When Neglect Has Become Elder Abuse



While 91 percent of federal abuse prevention dollars are spent on child abuse, 7 percent is spent on domestic abuse, and only 2 percent goes towards protecting the elderly. As we become older and age, many senior adults become more physically frail. We may not see or hear as well as we use to, and many develop cognitive problems such as dementia. As a result, the elderly become increasingly vulnerable to abuse and neglect.


Many seniors around the world are being abused: harmed in some substantial way often by people who are directly responsible for their care.
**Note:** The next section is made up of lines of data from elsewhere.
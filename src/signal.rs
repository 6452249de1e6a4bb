//! Continuous multi-channel recordings.
//!
//! [`Recording`] is the seam between the artifact-removal core and whatever
//! holds the samples. The core only ever asks for the sampling rate, the
//! shape, a read-only view for pass-through copying and bounded windows via
//! [`Recording::extract_window`]. [`ContinuousSignal`] is the in-memory
//! implementation and also the output type.
use ndarray::{s, Array2, ArrayView2};

use crate::error::{GradientError, Result};

/// Source of continuous `[C, T]` data.
pub trait Recording {
    /// Sampling rate in Hz.
    fn sfreq(&self) -> f64;

    /// Full `[C, T]` data, read-only.
    fn data(&self) -> ArrayView2<'_, f64>;

    fn n_channels(&self) -> usize {
        self.data().nrows()
    }

    fn n_times(&self) -> usize {
        self.data().ncols()
    }

    /// Copy samples `[start, start + len)` of every channel into a new
    /// `[C, len]` array.
    ///
    /// Fails with [`GradientError::OutOfBounds`] instead of truncating when the
    /// window runs past the last sample.
    fn extract_window(&self, start: usize, len: usize) -> Result<Array2<f64>> {
        let n_times = self.n_times();
        match start.checked_add(len) {
            Some(stop) if stop <= n_times => {
                Ok(self.data().slice(s![.., start..stop]).to_owned())
            }
            _ => Err(GradientError::OutOfBounds { start, len, n_times }),
        }
    }
}

/// An owned `[C, T]` recording with its sampling rate.
#[derive(Debug, Clone, PartialEq)]
pub struct ContinuousSignal {
    data: Array2<f64>,
    sfreq: f64,
}

impl ContinuousSignal {
    /// Wrap `data` (`[C, T]`) sampled at `sfreq` Hz.
    pub fn new(data: Array2<f64>, sfreq: f64) -> Result<Self> {
        if !(sfreq.is_finite() && sfreq > 0.0) {
            return Err(GradientError::InvalidSamplingRate(sfreq));
        }
        Ok(Self { data, sfreq })
    }

    /// Duration in seconds.
    pub fn duration_secs(&self) -> f64 {
        self.data.ncols() as f64 / self.sfreq
    }

    pub fn into_data(self) -> Array2<f64> {
        self.data
    }
}

impl Recording for ContinuousSignal {
    fn sfreq(&self) -> f64 {
        self.sfreq
    }

    fn data(&self) -> ArrayView2<'_, f64> {
        self.data.view()
    }
}
use anyhow::Result;
use clap::Parser;
use std::path::PathBuf;

use gradclean::{
    events,
    io::{write_cleaned, Precision, RawRecording},
    remove_gradients, BaselineSpec, GradientConfig, Recording, SpacingPolicy, WindowSpec,
};

#[derive(Parser, Debug)]
#[command(name = "gradclean", about = "Remove MR gradient artifacts by average artifact subtraction")]
struct Args {
    /// Recording safetensors (data, sfreq, marker_samples, marker_labels)
    #[arg(long)]
    input: PathBuf,

    /// Output safetensors path
    #[arg(long)]
    output: PathBuf,

    /// Label of the scanner trigger markers
    #[arg(long, default_value = "Gradient/G  1")]
    event_label: String,

    /// Sliding window length in volumes (even values are rounded up).
    /// Omit to average over all volumes.
    #[arg(long)]
    window_length: Option<usize>,

    /// Baseline-correct each template before subtraction
    #[arg(long)]
    baseline_correction: bool,

    /// Baseline interval start, seconds after cycle onset
    #[arg(long, requires = "baseline_end")]
    baseline_start: Option<f64>,

    /// Baseline interval end, seconds after cycle onset
    #[arg(long, requires = "baseline_start")]
    baseline_end: Option<f64>,

    /// Fail instead of warning when marker gaps differ from the first gap
    #[arg(long)]
    strict_spacing: bool,

    /// Allowed gap deviation in samples
    #[arg(long, default_value_t = 0)]
    spacing_tolerance: usize,

    /// Store cleaned data as F64 instead of F32
    #[arg(long)]
    full_precision: bool,

    /// Increase log verbosity (-v info, -vv debug, -vvv trace)
    #[arg(short, long, action = clap::ArgAction::Count)]
    verbose: u8,
}

fn main() -> Result<()> {
    let args = Args::parse();

    let log_level = match args.verbose {
        0 => log::LevelFilter::Warn,
        1 => log::LevelFilter::Info,
        2 => log::LevelFilter::Debug,
        _ => log::LevelFilter::Trace,
    };
    env_logger::Builder::new()
        .filter_level(log_level)
        .format_timestamp(None)
        .init();

    let raw = RawRecording::load(&args.input)?;
    let (signal, markers) = raw.into_parts()?;
    log::info!(
        "Loaded {} ch × {} samples @ {} Hz ({:.1} s), {} markers",
        signal.n_channels(),
        signal.n_times(),
        signal.sfreq(),
        signal.duration_secs(),
        markers.len()
    );
    log::debug!("marker labels: {:?}", events::labels(&markers));

    let interval = args.baseline_start.zip(args.baseline_end);
    let cfg = GradientConfig {
        event_label: args.event_label,
        window: WindowSpec::from_length(args.window_length)?,
        baseline: BaselineSpec::from_args(args.baseline_correction, interval),
        spacing: if args.strict_spacing { SpacingPolicy::Strict } else { SpacingPolicy::Warn },
        spacing_tolerance: args.spacing_tolerance,
        cancel: None,
    };

    let out = remove_gradients(&signal, &markers, &cfg)?;
    println!(
        "Cleaned {} cycles of {} samples (TR = {:.3} s)",
        out.cycle_starts.len(),
        out.repetition.samples,
        out.repetition.seconds
    );

    let precision = if args.full_precision { Precision::F64 } else { Precision::F32 };
    write_cleaned(&out, &args.output, precision)?;
    println!("Written → {}", args.output.display());

    Ok(())
}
Elder abuse most often takes place where the senior lives: in the home where abusers are a family member, trusted caregiver, or in institutional settings and long-term care facilities.


8 Facts About Elder Abuse

  • The five most common forms of elder abuse are: physical, emotional, psychological, financial and neglect.

  • Most victims are dependent on their abuser for their basic needs and care.
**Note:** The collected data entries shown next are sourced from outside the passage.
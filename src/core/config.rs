use anyhow::{Context, Result, bail};
use serde::{Deserialize, Serialize};
use std::collections::BTreeMap;
use std::path::{Path, PathBuf};
use tracing::info;

pub const CONFIG_ENV: &str = "ALCHEMY_CONFIG";

#[derive(Debug, Clone, Default, Serialize, Deserialize)]
pub struct GatewayConfig {
    #[serde(default)]
    pub server: ServerConfig,

    #[serde(default)]
    pub security: SecurityConfig,

    #[serde(default)]
    pub webhooks: WebhookConfig,

    #[serde(default)]
    pub agents: AgentsConfig,

    #[serde(default)]
    pub n8n: N8nConfig,

    #[serde(default)]
    pub logging: LoggingConfig,
}

#[derive(Debug, Clone, Serialize, Deserialize)]
pub struct ServerConfig {
    #[serde(default = "default_host")]
    pub host: String,

    #[serde(default = "default_port")]
    pub port: u16,
}

#[derive(Debug, Clone, Serialize, Deserialize)]
pub struct SecurityConfig {
    /// Logical key name -> bearer token.
    #[serde(default)]
    pub api_keys: BTreeMap<String, String>,

    #[serde(default = "default_true")]
    pub enable_ip_allowlist: bool,

    /// Literal addresses; "localhost" admits every loopback address.
    #[serde(default = "default_allowed_ips")]
    pub allowed_ips: Vec<String>,

    #[serde(default = "default_rate_window")]
    pub rate_limit_window_secs: u64,

    #[serde(default = "default_rate_max")]
    pub rate_limit_max_requests: usize,
}

#[derive(Debug, Clone, Serialize, Deserialize)]
pub struct WebhookConfig {
    #[serde(default = "default_history")]
    pub max_history: usize,

    /// Pause after each processed webhook so the consumer never monopolises the runtime.
    #[serde(default = "default_dispatch_pause")]
    pub dispatch_pause_ms: u64,
}

#[derive(Debug, Clone, Serialize, Deserialize)]
pub struct AgentsConfig {
    #[serde(default = "default_history")]
    pub max_history: usize,

    #[serde(default = "default_documents_dir")]
    pub documents_dir: PathBuf,

    #[serde(default = "default_reports_dir")]
    pub reports_dir: PathBuf,

    /// Run `type = "scheduled"` workflow triggers in-process.
    #[serde(default)]
    pub scheduled_triggers: bool,
}

#[derive(Debug, Clone, Serialize, Deserialize)]
pub struct N8nConfig {
    #[serde(default)]
    pub enabled: bool,

    #[serde(default = "default_n8n_url")]
    pub webhook_url: String,

    #[serde(default = "default_timeout")]
    pub timeout_secs: u64,
}

#[derive(Debug, Clone, Serialize, Deserialize)]
pub struct LoggingConfig {
    #[serde(default = "default_log_level")]
    pub level: String,

    #[serde(default)]
    pub debug: bool,
}

fn default_host() -> String {
    "127.0.0.1".to_string()
}
fn default_port() -> u16 {
    8000
}
fn default_true() -> bool {
    true
}
fn default_allowed_ips() -> Vec<String> {
    vec![
        "127.0.0.1".to_string(),
        "::1".to_string(),
        "localhost".to_string(),
    ]
}
fn default_rate_window() -> u64 {
    60
}
fn default_rate_max() -> usize {
    100
}
fn default_history() -> usize {
    1000
}
fn default_dispatch_pause() -> u64 {
    100
}
fn default_documents_dir() -> PathBuf {
    PathBuf::from("data").join("documents")
}
fn default_reports_dir() -> PathBuf {
    PathBuf::from("data").join("reports")
}
fn default_n8n_url() -> String {
    "http://localhost:5678".to_string()
}
fn default_timeout() -> u64 {
    10
}
fn default_log_level() -> String {
    "info".to_string()
}

impl Default for ServerConfig {
    fn default() -> Self {
        Self {
            host: default_host(),
            port: default_port(),
        }
    }
}

impl Default for SecurityConfig {
    fn default() -> Self {
        Self {
            api_keys: BTreeMap::new(),
            enable_ip_allowlist: true,
            allowed_ips: default_allowed_ips(),
            rate_limit_window_secs: default_rate_window(),
            rate_limit_max_requests: default_rate_max(),
        }
    }
}

impl Default for WebhookConfig {
    fn default() -> Self {
        Self {
            max_history: default_history(),
            dispatch_pause_ms: default_dispatch_pause(),
        }
    }
}

impl Default for AgentsConfig {
    fn default() -> Self {
        Self {
            max_history: default_history(),
            documents_dir: default_documents_dir(),
            reports_dir: default_reports_dir(),
            scheduled_triggers: false,
        }
    }
}

impl Default for N8nConfig {
    fn default() -> Self {
        Self {
            enabled: false,
            webhook_url: default_n8n_url(),
            timeout_secs: default_timeout(),
        }
    }
}

impl Default for LoggingConfig {
    fn default() -> Self {
        Self {
            level: default_log_level(),
            debug: false,
        }
    }
}

impl GatewayConfig {
    /// `--config` path, then `$ALCHEMY_CONFIG`, then `~/.alchemy/gateway.toml`.
    pub fn resolve_path(explicit: Option<&Path>) -> Option<PathBuf> {
        if let Some(path) = explicit {
            return Some(path.to_path_buf());
        }
        if let Ok(path) = std::env::var(CONFIG_ENV)
            && !path.trim().is_empty()
        {
            return Some(PathBuf::from(path));
        }
        dirs::home_dir().map(|home| home.join(".alchemy").join("gateway.toml"))
    }

    /// Loads the file (if any), applies environment overrides and validates.
    pub fn load(explicit: Option<&Path>) -> Result<Self> {
        let mut config = match Self::resolve_path(explicit) {
            Some(path) if path.exists() => {
                let content = std::fs::read_to_string(&path)
                    .with_context(|| format!("reading {}", path.display()))?;
                let config = Self::from_toml(&content)
                    .with_context(|| format!("parsing {}", path.display()))?;
                info!("Loaded gateway config from {}", path.display());
                config
            }
            Some(path) if explicit.is_some() => {
                bail!("config file {} does not exist", path.display())
            }
            _ => {
                info!("No gateway config file found, using defaults.");
                Self::default()
            }
        };

        config.apply_env_overrides(|key| std::env::var(key).ok())?;
        config.validate()?;
        Ok(config)
    }

    pub fn from_toml(content: &str) -> Result<Self> {
        Ok(toml::from_str(content)?)
    }

    pub fn to_toml(&self) -> Result<String> {
        Ok(toml::to_string_pretty(self)?)
    }

    pub fn apply_env_overrides<F>(&mut self, lookup: F) -> Result<()>
    where
        F: Fn(&str) -> Option<String>,
    {
        if let Some(host) = lookup("API_HOST") {
            self.server.host = host;
        }
        if let Some(port) = lookup("API_PORT") {
            self.server.port = parse_env("API_PORT", &port)?;
        }
        if let Some(keys) = lookup("GATEWAY_API_KEYS") {
            for pair in keys.split(',').map(str::trim).filter(|p| !p.is_empty()) {
                let Some((name, key)) = pair.split_once('=') else {
                    bail!("GATEWAY_API_KEYS entry '{}' is not name=key", pair);
                };
                self.security
                    .api_keys
                    .insert(name.trim().to_string(), key.trim().to_string());
            }
        }
        if let Some(flag) = lookup("ENABLE_IP_WHITELIST") {
            self.security.enable_ip_allowlist = flag.eq_ignore_ascii_case("true");
        }
        if let Some(ips) = lookup("ALLOWED_IPS") {
            self.security.allowed_ips = ips
                .split(',')
                .map(|ip| ip.trim().to_string())
                .filter(|ip| !ip.is_empty())
                .collect();
        }
        if let Some(window) = lookup("RATE_LIMIT_WINDOW") {
            self.security.rate_limit_window_secs = parse_env("RATE_LIMIT_WINDOW", &window)?;
        }
        if let Some(max) = lookup("RATE_LIMIT_REQUESTS") {
            self.security.rate_limit_max_requests = parse_env("RATE_LIMIT_REQUESTS", &max)?;
        }
        if let Some(max) = lookup("MAX_WEBHOOK_HISTORY") {
            self.webhooks.max_history = parse_env("MAX_WEBHOOK_HISTORY", &max)?;
        }
        if let Some(flag) = lookup("N8N_ENABLED") {
            self.n8n.enabled = flag.eq_ignore_ascii_case("true");
        }
        if let Some(url) = lookup("N8N_WEBHOOK_URL") {
            self.n8n.webhook_url = url;
        }
        if let Some(timeout) = lookup("WEBHOOK_TIMEOUT") {
            self.n8n.timeout_secs = parse_env("WEBHOOK_TIMEOUT", &timeout)?;
        }
        if let Some(level) = lookup("LOG_LEVEL") {
            self.logging.level = level.to_lowercase();
        }
        if let Some(flag) = lookup("ENABLE_DEBUG") {
            self.logging.debug = flag.eq_ignore_ascii_case("true");
        }
        Ok(())
    }

    pub fn validate(&self) -> Result<()> {
        if self.server.port == 0 {
            bail!("server.port must be between 1 and 65535");
        }
        if self.security.rate_limit_window_secs == 0 || self.security.rate_limit_max_requests == 0
        {
            bail!("rate limit window and request count must be positive");
        }
        if self.n8n.timeout_secs == 0 {
            bail!("n8n.timeout_secs must be positive");
        }
        if self.webhooks.max_history == 0 || self.agents.max_history == 0 {
            bail!("history caps must be positive");
        }
        Ok(())
    }

    pub fn bind_addr(&self) -> String {
        if self.server.host.contains(':') {
            format!("[{}]:{}", self.server.host, self.server.port)
        } else {
            format!("{}:{}", self.server.host, self.server.port)
        }
    }
}

fn parse_env<T: std::str::FromStr>(name: &str, value: &str) -> Result<T> {
    value
        .trim()
        .parse()
        .map_err(|_| anyhow::anyhow!("{} has invalid value '{}'", name, value))
}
  • 2 million seniors become victims of abuse or neglect every year.

  • 1 in 9 American over the age of 60 has experienced some form of elder abuse.

  • In almost 90 percent of elder abuse and neglect incidents, the perpetrator is a family member.

  • For every reported incident of elder abuse, five go unreported.

  • Seniors who have been abused have a 300 percent higher risk of death compared to those who weren’t.

  • Almost 50 percent of seniors with dementia experience some form of abuse.

Warning Signs

  • Soiled or dirty clothing, inappropriate clothing for the weather, dirty or unbathed

  • Unsanitary living conditions: dirt, bugs, soiled bedding and clothes

  • Unsafe living conditions

  • Malnourished, unusual weight loss, dehydration

  • If an older adult or family member won’t let others into the home there could be a problem

  • Untreated physical problems

  • Lack of attention to the home or a home that is in a state of disrepair

  • Odd noises or bad odors coming from within the home

  • Changes in personality such as a lack of interest or unusual nervousness

  • Bruises, bed sores, burns or other signs of harm

  • Giving older adults unnecessary tranquilizers or sleeping pills

  • Confining an older person by tying him or her to a bed or wheelchair.

  • Signs of being restrained, such as rope marks on wrists

  • Denying an older person necessities such as adequate food, water, needed medications, canes, walkers, hearing aids, and glasses

  • Unusual patterns of spending or financial withdrawals

  • Frequent purchases of inappropriate items, misuse of personal checks, credit cards, or accounts

  • Suspicious changes in wills, power of attorney, titles, and policies

  • Bills not being paid

  • Giving generous gifts to a “new best friend”

  • Intimidation, yelling, threatening, humiliation and ridicule

  • Isolation from friends and not being allowed to participate in enjoyable activities

  • Failure to fulfill a caretaking obligation

  • Refusal to allow you to see the elder alone

Healthcare Abuse

  • Charging for healthcare services that have not been provided

  • Overcharging, double-billing for medical care

  • Overmedicating

  • Receiving kickbacks for referrals to other providers or for prescribing certain drugs

  • Medicaid fraud

  • Recommending fraudulent remedies

  • Evidence of inadequate care when bills are paid in full

Caregiving Risks


Many family members find taking care of a loved one to be satisfying and enriching. The responsibilities and demands of caring for an adult as their condition deteriorates can be extremely stressful. The stress can lead to mental and physical health problems that can create caregiving burn out. The inability to cope with stress, depression and lack of support from other family members can create situations where neglect and abuse are more likely to occur.


What To Do If You Experience Or Suspect Elder Abuse


You might be afraid to get involved, but it is important to speak up about suspected abuse. Rest assured that trained experts who investigate charges of abuse and neglect will examine the situation carefully and then take action to protect the safety of the older adult. Call Adult Protective Services, you don’t have to have proof of abuse or neglect but if you are concerned that this is happening, you should call. When you call for help, your name remains confidential. A representative from APS will come to the home and interview the person to see if they need assistance or need to be rescued. Call 911 or the local police for immediate help or if you or a love one is in immediate danger.